氨氯地平联用阿托伐他汀不良反应发生率较低,而且发生率与单用氨氯地平或阿托伐他汀类似。例如根据AVALON和RESPOND实验显示,联用与单用氨氯地平或阿托伐他汀谷氨酸转氨酶升高发生率分别为1.4%、0.2%和0.8%,天门冬氨酸转氨酶升高发生率率为1.2%、0.2%和0.5%〔26〕。

3 氨氯地平联用阿托伐他汀对终点事件的影响

ASCOT研究〔27〕是一项多中心、前瞻性、随机、开放、盲终点对照研究,共入选19 257例40~90岁得高血压患者,在严格降压基础上(氨氯地平或阿替洛尔),随机联合阿托伐他汀10 mg/d或安慰剂治疗。相比阿托伐他汀联合阿替洛尔组,阿托伐他汀联合氨氯地平组能更好地降低主要终点事件的相对风险(P=0.025)〔27〕。ASCOT-LLA研究也显示了在脑卒中方面的显著获益:降压基础上加用阿托伐他汀,与单用降压药物相比,进一步显著降低脑卒中事件27%(P=0.023 6)〔1〕。

前述AVALON亚组AVALON-AWC试验证实氨氯地平和阿托伐他汀可以协同增加小动脉的顺应性,而AVALON试验结果显示相比单药,氨氯地平和阿托伐他汀联用可以明显提高血压、LDL-C的同时达标率并且降低冠心病(CHD)风险,8 w时,预示10年CHD风险F15.9%降低到8.6%(P<0.000 1)。

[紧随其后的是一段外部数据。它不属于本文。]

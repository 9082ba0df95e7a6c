use serde::{Deserialize, Serialize};

/// Dashboard counters for one owner's shares.
#[derive(Debug, Clone, Copy, Default, PartialEq, Eq, Serialize, Deserialize)]
pub struct ShareStats {
    pub active_count: u32,
    pub created_today_count: u32,
    pub expiring_soon_count: u32,
    pub viewed_count: u32,
}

28 w时进一步降低到6.9%〔13〕。

总之,氨氯地平与阿托伐他汀联用不仅显著增加血压和血脂的达标率,而且在抗氧化应激、改善NO释放和小动脉顺应性方面具有协同作用,从而更好地保护血管内皮,降低心血管风险。但临床上的实际情况是他汀类药物的应用并不充分,许多需要应用他汀药物的患者并没有服用或服用剂量不足。联用氨氯地平可能增加阿托伐他汀的调脂作用,在节约成本、改善预后等方面可视为药物临床应用的一个新亮点。